Exercise instructions
Return every record verbatim.

Data for review

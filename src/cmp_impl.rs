//! Implementation of fixed-width integer comparison primitives.
//!
//! Equality is by value: the shorter operand is zero-extended, so two values of different bit
//! widths compare equal iff they represent the same number, with limbs read verbatim, i.e.
//! padding bits included.

use subtle::{self, ConstantTimeEq};

use super::limb::Limb;
use super::scalar_cmp::is_not_equal;
use super::wide::WideInt;

/// Compare two fixed-width integers for `==`.
///
/// Evaluates to `true` iff `op0` is equal to `op1` in value. Returns early on the first
/// mismatching limb; use [`ConstantTimeEq::ct_eq`] where that matters.
///
/// # Arguments
///
/// * `op0` - The first operand.
/// * `op1` - The second operand.
///
pub fn eq_mp_mp<L: Limb>(op0: &WideInt<L>, op1: &WideInt<L>) -> bool {
    let nlimbs = op0.limb_count().max(op1.limb_count());
    for i in 0..nlimbs {
        if is_not_equal(op0.load_l(i), op1.load_l(i)) {
            return false;
        }
    }
    true
}

/// Compare a fixed-width integer against a single limb for `==`.
///
/// Evaluates to `true` iff the least significant limb of `op0` equals `op1` and all others are
/// zero.
pub fn eq_mp_l<L: Limb>(op0: &WideInt<L>, op1: L) -> bool {
    if is_not_equal(op0.load_l(0), op1) {
        return false;
    }
    for i in 1..op0.limb_count() {
        if is_not_equal(op0.load_l(i), L::ZERO) {
            return false;
        }
    }
    true
}

impl<L: Limb> PartialEq for WideInt<L> {
    fn eq(&self, other: &Self) -> bool {
        eq_mp_mp(self, other)
    }
}

impl<L: Limb> Eq for WideInt<L> {}

impl<L: Limb> PartialEq<L> for WideInt<L> {
    fn eq(&self, other: &L) -> bool {
        eq_mp_l(self, *other)
    }
}

impl<L: Limb> ConstantTimeEq for WideInt<L> {
    /// Runs in constant time for a given configuration of operand widths, i.e. execution time
    /// depends only on the limb counts, but not on the values.
    fn ct_eq(&self, other: &Self) -> subtle::Choice {
        let op0_nlimbs = self.limb_count();
        let op1_nlimbs = other.limb_count();
        let common_nlimbs = op0_nlimbs.min(op1_nlimbs);

        let mut is_eq = subtle::Choice::from(1);
        for i in 0..common_nlimbs {
            is_eq &= self.load_l(i).ct_eq(&other.load_l(i));
        }

        for i in common_nlimbs..op0_nlimbs {
            is_eq &= self.load_l(i).ct_eq(&L::ZERO);
        }

        for i in common_nlimbs..op1_nlimbs {
            is_eq &= other.load_l(i).ct_eq(&L::ZERO);
        }

        is_eq
    }
}

#[cfg(test)]
fn test_eq_mp_mp<L: Limb>() {
    let max = L::max_value();

    let op0 = tst_mk_wide!(L, 2 * L::BITS as usize, [L::ONE]);
    let op1 = tst_mk_wide!(L, 2 * L::BITS as usize, [L::ONE]);
    assert!(op0 == op1);
    assert_eq!(op0.ct_eq(&op1).unwrap_u8(), 1);

    // Different widths, same value.
    let op1 = tst_mk_wide!(L, 5 * L::BITS as usize, [L::ONE]);
    assert!(op0 == op1);
    assert!(op1 == op0);
    assert_eq!(op0.ct_eq(&op1).unwrap_u8(), 1);
    assert_eq!(op1.ct_eq(&op0).unwrap_u8(), 1);

    let op0 = tst_mk_wide!(L, 2 * L::BITS as usize, [L::ONE, L::TWO]);
    let op1 = tst_mk_wide!(L, 2 * L::BITS as usize, [L::ONE, L::TWO]);
    assert!(op0 == op1);
    let op1 = tst_mk_wide!(L, L::BITS as usize, [L::ONE]);
    assert!(op0 != op1);
    assert!(op1 != op0);
    assert_eq!(op0.ct_eq(&op1).unwrap_u8(), 0);
    assert_eq!(op1.ct_eq(&op0).unwrap_u8(), 0);

    let op0 = tst_mk_wide!(L, 2 * L::BITS as usize, [L::ONE]);
    let op1 = tst_mk_wide!(L, 2 * L::BITS as usize, [L::TWO]);
    assert!(op0 != op1);
    assert_eq!(op0.ct_eq(&op1).unwrap_u8(), 0);

    // A difference in the zero-extended part only.
    let op0 = tst_mk_wide!(L, 3 * L::BITS as usize, [max, L::ZERO, L::ONE]);
    let op1 = tst_mk_wide!(L, L::BITS as usize, [max]);
    assert!(op0 != op1);
    assert!(op1 != op0);
    assert_eq!(op1.ct_eq(&op0).unwrap_u8(), 0);
}

#[test]
fn test_eq_mp_mp_u8() {
    test_eq_mp_mp::<u8>()
}

#[test]
fn test_eq_mp_mp_u16() {
    test_eq_mp_mp::<u16>()
}

#[test]
fn test_eq_mp_mp_u32() {
    test_eq_mp_mp::<u32>()
}

#[test]
fn test_eq_mp_mp_u64() {
    test_eq_mp_mp::<u64>()
}

#[test]
fn test_eq_mp_mp_zero_padding() {
    let op0 = tst_mk_wide!(u8, 64, [255, 127]);
    assert!(op0 == op0.clone());
    for bits in 16..=128 {
        let op1 = WideInt::<u8>::from_limbs(bits, &[255, 127]).unwrap();
        assert!(op0 == op1);
        assert!(op1 == op0);
    }
}

#[test]
fn test_eq_mp_l() {
    let op0 = tst_mk_wide!(u8, 64, [42]);
    assert!(op0 == 42u8);
    assert!(op0 != 43u8);
    assert!(eq_mp_l(&op0, 42));

    let op0 = tst_mk_wide!(u8, 64, [42, 0, 0, 0, 0, 0, 0, 1]);
    assert!(op0 != 42u8);

    let op0 = WideInt::from_limb(!0u32);
    assert!(op0 == !0u32);
}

Answer for the task
filename src/cmp_impl.rs
//! Implementation of fixed-width integer comparison primitives.
//!
//! Equality is by value: the shorter operand is zero-extended, so two values of different bit
//! widths compare equal iff they represent the same number, with limbs read verbatim, i.e.
//! padding bits included.

use subtle::{self, ConstantTimeEq};

use super::limb::Limb;
use super::scalar_cmp::is_not_equal;
use super::wide::WideInt;

/// Compare two fixed-width integers for `==`.
///
/// Evaluates to `true` iff `op0` is equal to `op1` in value. Returns early on the first
/// mismatching limb; use [`ConstantTimeEq::ct_eq`] where that matters.
///
/// # Arguments
///
/// * `op0` - The first operand.
/// * `op1` - The second operand.
///
pub fn eq_mp_mp<L: Limb>(op0: &WideInt<L>, op1: &WideInt<L>) -> bool {
    let nlimbs = op0.limb_count().max(op1.limb_count());
    for i in 0..nlimbs {
        if is_not_equal(op0.load_l(i), op1.load_l(i)) {
            return false;
        }
    }
    true
}

/// Compare a fixed-width integer against a single limb for `==`.
///
/// Evaluates to `true` iff the least significant limb of `op0` equals `op1` and all others are
/// zero.
pub fn eq_mp_l<L: Limb>(op0: &WideInt<L>, op1: L) -> bool {
    if is_not_equal(op0.load_l(0), op1) {
        return false;
    }
    for i in 1..op0.limb_count() {
        if is_not_equal(op0.load_l(i), L::ZERO) {
            return false;
        }
    }
    true
}

impl<L: Limb> PartialEq for WideInt<L> {
    fn eq(&self, other: &Self) -> bool {
        eq_mp_mp(self, other)
    }
}

impl<L: Limb> Eq for WideInt<L> {}

impl<L: Limb> PartialEq<L> for WideInt<L> {
    fn eq(&self, other: &L) -> bool {
        eq_mp_l(self, *other)
    }
}

impl<L: Limb> ConstantTimeEq for WideInt<L> {
    /// Runs in constant time for a given configuration of operand widths, i.e. execution time
    /// depends only on the limb counts, but not on the values.
    fn ct_eq(&self, other: &Self) -> subtle::Choice {
        let op0_nlimbs = self.limb_count();
        let op1_nlimbs = other.limb_count();
        let common_nlimbs = op0_nlimbs.min(op1_nlimbs);

        let mut is_eq = subtle::Choice::from(1);
        for i in 0..common_nlimbs {
            is_eq &= self.load_l(i).ct_eq(&other.load_l(i));
        }

        for i in common_nlimbs..op0_nlimbs {
            is_eq &= self.load_l(i).ct_eq(&L::ZERO);
        }

        for i in common_nlimbs..op1_nlimbs {
            is_eq &= other.load_l(i).ct_eq(&L::ZERO);
        }

        is_eq
    }
}

#[cfg(test)]
fn test_eq_mp_mp<L: Limb>() {
    let max = L::max_value();

    let op0 = tst_mk_wide!(L, 2 * L::BITS as usize, [L::ONE]);
    let op1 = tst_mk_wide!(L, 2 * L::BITS as usize, [L::ONE]);
    assert!(op0 == op1);
    assert_eq!(op0.ct_eq(&op1).unwrap_u8(), 1);

    // Different widths, same value.
    let op1 = tst_mk_wide!(L, 5 * L::BITS as usize, [L::ONE]);
    assert!(op0 == op1);
    assert!(op1 == op0);
    assert_eq!(op0.ct_eq(&op1).unwrap_u8(), 1);
    assert_eq!(op1.ct_eq(&op0).unwrap_u8(), 1);

    let op0 = tst_mk_wide!(L, 2 * L::BITS as usize, [L::ONE, L::TWO]);
    let op1 = tst_mk_wide!(L, 2 * L::BITS as usize, [L::ONE, L::TWO]);
    assert!(op0 == op1);
    let op1 = tst_mk_wide!(L, L::BITS as usize, [L::ONE]);
    assert!(op0 != op1);
    assert!(op1 != op0);
    assert_eq!(op0.ct_eq(&op1).unwrap_u8(), 0);
    assert_eq!(op1.ct_eq(&op0).unwrap_u8(), 0);

    let op0 = tst_mk_wide!(L, 2 * L::BITS as usize, [L::ONE]);
    let op1 = tst_mk_wide!(L, 2 * L::BITS as usize, [L::TWO]);
    assert!(op0 != op1);
    assert_eq!(op0.ct_eq(&op1).unwrap_u8(), 0);

    // A difference in the zero-extended part only.
    let op0 = tst_mk_wide!(L, 3 * L::BITS as usize, [max, L::ZERO, L::ONE]);
    let op1 = tst_mk_wide!(L, L::BITS as usize, [max]);
    assert!(op0 != op1);
    assert!(op1 != op0);
    assert_eq!(op1.ct_eq(&op0).unwrap_u8(), 0);
}

#[test]
fn test_eq_mp_mp_u8() {
    test_eq_mp_mp::<u8>()
}

#[test]
fn test_eq_mp_mp_u16() {
    test_eq_mp_mp::<u16>()
}

#[test]
fn test_eq_mp_mp_u32() {
    test_eq_mp_mp::<u32>()
}

#[test]
fn test_eq_mp_mp_u64() {
    test_eq_mp_mp::<u64>()
}

#[test]
fn test_eq_mp_mp_zero_padding() {
    let op0 = tst_mk_wide!(u8, 64, [255, 127]);
    assert!(op0 == op0.clone());
    for bits in 16..=128 {
        let op1 = WideInt::<u8>::from_limbs(bits, &[255, 127]).unwrap();
        assert!(op0 == op1);
        assert!(op1 == op0);
    }
}

#[test]
fn test_eq_mp_l() {
    let op0 = tst_mk_wide!(u8, 64, [42]);
    assert!(op0 == 42u8);
    assert!(op0 != 43u8);
    assert!(eq_mp_l(&op0, 42));

    let op0 = tst_mk_wide!(u8, 64, [42, 0, 0, 0, 0, 0, 0, 1]);
    assert!(op0 != 42u8);

    let op0 = WideInt::from_limb(!0u32);
    assert!(op0 == !0u32);
}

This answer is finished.